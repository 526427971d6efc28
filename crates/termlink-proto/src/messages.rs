//! Protocol message types
//!
//! Typed forms of the command exchanges the engine issues toward a terminus.
//! The external codec encodes/decodes these; the engine only ever sees the
//! structured variants below.

use bytes::Bytes;
use serde::{Deserialize, Serialize};
use thiserror::Error;

/// Transport address of a terminus
pub type EndpointId = u8;

/// Logical terminus identifier, independent of transport address
pub type Tid = u8;

/// Identifier of a queued asynchronous event
pub type EventId = u16;

/// Per-endpoint request-correlation value
pub type Token = u8;

/// TID value a terminus reports before one has been assigned
pub const TID_UNASSIGNED: Tid = 0xFF;

/// Completion code for a successful exchange
pub const COMPLETION_SUCCESS: u8 = 0;

/// Protocol types a terminus can support
pub mod protocol_type {
    pub const BASE: u8 = 0;
    pub const PLATFORM: u8 = 2;
    pub const CONFIG: u8 = 3;
    pub const FRU: u8 = 4;
    pub const MAX: u8 = 6;
}

/// Event classes carried in poll responses and notifications
pub mod event_class {
    pub const SENSOR: u8 = 0x00;
    pub const MESSAGE_POLL: u8 = 0x05;
    pub const OEM: u8 = 0xFA;
}

/// Position of a fragment within a multi-part transfer
#[derive(Debug, Clone, Copy, PartialEq, Eq, Serialize, Deserialize)]
#[repr(u8)]
pub enum TransferFlag {
    Start = 0x1,
    Middle = 0x2,
    End = 0x4,
    StartAndEnd = 0x5,
}

impl TryFrom<u8> for TransferFlag {
    type Error = MessageError;

    fn try_from(value: u8) -> Result<Self, Self::Error> {
        match value {
            0x1 => Ok(TransferFlag::Start),
            0x2 => Ok(TransferFlag::Middle),
            0x4 => Ok(TransferFlag::End),
            0x5 => Ok(TransferFlag::StartAndEnd),
            _ => Err(MessageError::InvalidTransferFlag(value)),
        }
    }
}

impl TransferFlag {
    /// Whether this fragment completes the transfer
    pub fn is_final(&self) -> bool {
        matches!(self, TransferFlag::End | TransferFlag::StartAndEnd)
    }
}

/// Operation requested from the terminus for a fragmented pull
#[derive(Debug, Clone, Copy, PartialEq, Eq, Serialize, Deserialize)]
#[repr(u8)]
pub enum TransferOperation {
    FirstPart = 0x0,
    NextPart = 0x1,
    AcknowledgementOnly = 0x2,
}

/// Bitmap of supported protocol types (one bit per type, 64 types)
#[derive(Debug, Clone, Copy, Default, PartialEq, Eq, Serialize, Deserialize)]
pub struct TypeBitmap(pub [u8; 8]);

impl TypeBitmap {
    pub fn supports(&self, protocol_type: u8) -> bool {
        let idx = usize::from(protocol_type);
        idx / 8 < self.0.len() && self.0[idx / 8] & (1 << (idx % 8)) != 0
    }

    pub fn with_types(types: &[u8]) -> Self {
        let mut map = TypeBitmap::default();
        for &t in types {
            let idx = usize::from(t);
            if idx / 8 < map.0.len() {
                map.0[idx / 8] |= 1 << (idx % 8);
            }
        }
        map
    }
}

/// Bitmap of supported commands within one protocol type
#[derive(Debug, Clone, Copy, PartialEq, Eq, Serialize, Deserialize)]
pub struct CommandBitmap(#[serde(with = "serde_big_array")] pub [u8; 32]);

impl Default for CommandBitmap {
    fn default() -> Self {
        CommandBitmap([0; 32])
    }
}

impl CommandBitmap {
    pub fn supports(&self, command: u8) -> bool {
        self.0[usize::from(command) / 8] & (1 << (command % 8)) != 0
    }
}

// serde's derive stops at arrays of 32; serialize the command bitmap as a
// plain byte sequence instead.
mod serde_big_array {
    use serde::de::Error;
    use serde::{Deserialize, Deserializer, Serializer};

    pub fn serialize<S: Serializer>(bytes: &[u8; 32], ser: S) -> Result<S::Ok, S::Error> {
        ser.serialize_bytes(bytes)
    }

    pub fn deserialize<'de, D: Deserializer<'de>>(de: D) -> Result<[u8; 32], D::Error> {
        let v: Vec<u8> = Deserialize::deserialize(de)?;
        v.try_into()
            .map_err(|_| D::Error::custom("command bitmap must be 32 bytes"))
    }
}

/// BCD-coded wall-clock time pushed to a terminus during discovery
#[derive(Debug, Clone, Copy, PartialEq, Eq, Serialize, Deserialize)]
pub struct BcdTime {
    pub seconds: u8,
    pub minutes: u8,
    pub hours: u8,
    pub day: u8,
    pub month: u8,
    pub year: u16,
}

impl BcdTime {
    /// Convert seconds-since-epoch into BCD-coded calendar fields (UTC).
    pub fn from_epoch_seconds(epoch: u64) -> Self {
        // Civil-from-days conversion, Howard Hinnant's algorithm.
        let days = (epoch / 86_400) as i64;
        let secs_of_day = epoch % 86_400;
        let z = days + 719_468;
        let era = z.div_euclid(146_097);
        let doe = z.rem_euclid(146_097);
        let yoe = (doe - doe / 1460 + doe / 36_524 - doe / 146_096) / 365;
        let y = yoe + era * 400;
        let doy = doe - (365 * yoe + yoe / 4 - yoe / 100);
        let mp = (5 * doy + 2) / 153;
        let d = (doy - (153 * mp + 2) / 5 + 1) as u8;
        let m = (if mp < 10 { mp + 3 } else { mp - 9 }) as u8;
        let year = (if m <= 2 { y + 1 } else { y }) as u16;

        BcdTime {
            seconds: to_bcd((secs_of_day % 60) as u8),
            minutes: to_bcd(((secs_of_day / 60) % 60) as u8),
            hours: to_bcd((secs_of_day / 3600) as u8),
            day: to_bcd(d),
            month: to_bcd(m),
            year: to_bcd_u16(year),
        }
    }
}

fn to_bcd(dec: u8) -> u8 {
    (dec / 10) << 4 | (dec % 10)
}

fn to_bcd_u16(dec: u16) -> u16 {
    let mut out = 0u16;
    let mut v = dec;
    let mut shift = 0;
    while v > 0 {
        out |= (v % 10) << shift;
        v /= 10;
        shift += 4;
    }
    out
}

/// Requests the engine issues toward a terminus
#[derive(Debug, Clone, Serialize, Deserialize, PartialEq)]
pub enum Request {
    /// Which protocol types does the terminus speak
    QuerySupportedTypes,
    /// Which commands within one protocol type
    QuerySupportedCommands { protocol_type: u8 },
    /// Logical terminus identifier
    QueryTerminusId,
    /// Push controller wall-clock time
    SetDateTime { time: BcdTime },
    /// FRU table size and record count
    QueryFruTableMetadata,
    /// Pull the FRU record table
    FetchFruTable {
        transfer_handle: u32,
        operation: TransferOperation,
    },
    /// Register this controller as the terminus's event receiver
    RegisterEventReceiver {
        receiver_endpoint: EndpointId,
        heartbeat_decisecs: u16,
    },
    /// Pull the next page of description records
    FetchDescriptionRecord {
        record_handle: u32,
        transfer_handle: u32,
        operation: TransferOperation,
    },
    /// Pull one fragment of a pending event (or acknowledge it)
    PollEvent {
        format_version: u8,
        operation: TransferOperation,
        transfer_handle: u32,
        event_id_to_ack: EventId,
    },
}

/// Responses matching [`Request`] variants
#[derive(Debug, Clone, Serialize, Deserialize, PartialEq)]
pub enum Response {
    SupportedTypes {
        completion: u8,
        types: TypeBitmap,
    },
    SupportedCommands {
        completion: u8,
        commands: CommandBitmap,
    },
    TerminusId {
        completion: u8,
        tid: Tid,
    },
    DateTimeSet {
        completion: u8,
    },
    FruTableMetadata {
        completion: u8,
        total_records: u16,
    },
    FruTable {
        completion: u8,
        next_transfer_handle: u32,
        transfer_flag: TransferFlag,
        table: Bytes,
    },
    EventReceiverRegistered {
        completion: u8,
    },
    DescriptionRecord {
        completion: u8,
        next_record_handle: u32,
        next_transfer_handle: u32,
        transfer_flag: TransferFlag,
        record: Bytes,
    },
    PollEvent(PollEventResponse),
}

/// One fragment of a pulled event payload
#[derive(Debug, Clone, Serialize, Deserialize, PartialEq)]
pub struct PollEventResponse {
    pub completion: u8,
    pub tid: Tid,
    pub event_id: EventId,
    pub next_transfer_handle: u32,
    pub transfer_flag: TransferFlag,
    pub event_class: u8,
    pub data: Bytes,
    /// CRC32 over the whole reassembled payload; meaningful only on the
    /// final fragment of a multi-part transfer.
    pub checksum: u32,
}

/// An asynchronous notification pushed by a terminus, already decoded by the
/// delivery channel that carried it.
#[derive(Debug, Clone, PartialEq)]
pub enum Notification {
    /// A payload is queued on the terminus and must be pulled
    MessagePoll {
        tid: Tid,
        format_version: u8,
        event_id: EventId,
    },
    /// A numeric sensor crossed a state boundary
    NumericSensor {
        tid: Tid,
        sensor_id: u16,
        event_state: u8,
        previous_state: u8,
        present_reading: u32,
    },
}

/// Message-level errors
#[derive(Debug, Error)]
pub enum MessageError {
    #[error("invalid transfer flag: {0:#x}")]
    InvalidTransferFlag(u8),

    #[error("invalid transfer operation: {0:#x}")]
    InvalidTransferOperation(u8),

    #[error("response kind does not match request")]
    ResponseMismatch,
}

---*---

How to complete this task -> Find and show each line of the listing with the word "days".

Task answer ->
        // Civil-from-days conversion, Howard Hinnant's algorithm.
        let days = (epoch / 86_400) as i64;
        let z = days + 719_468;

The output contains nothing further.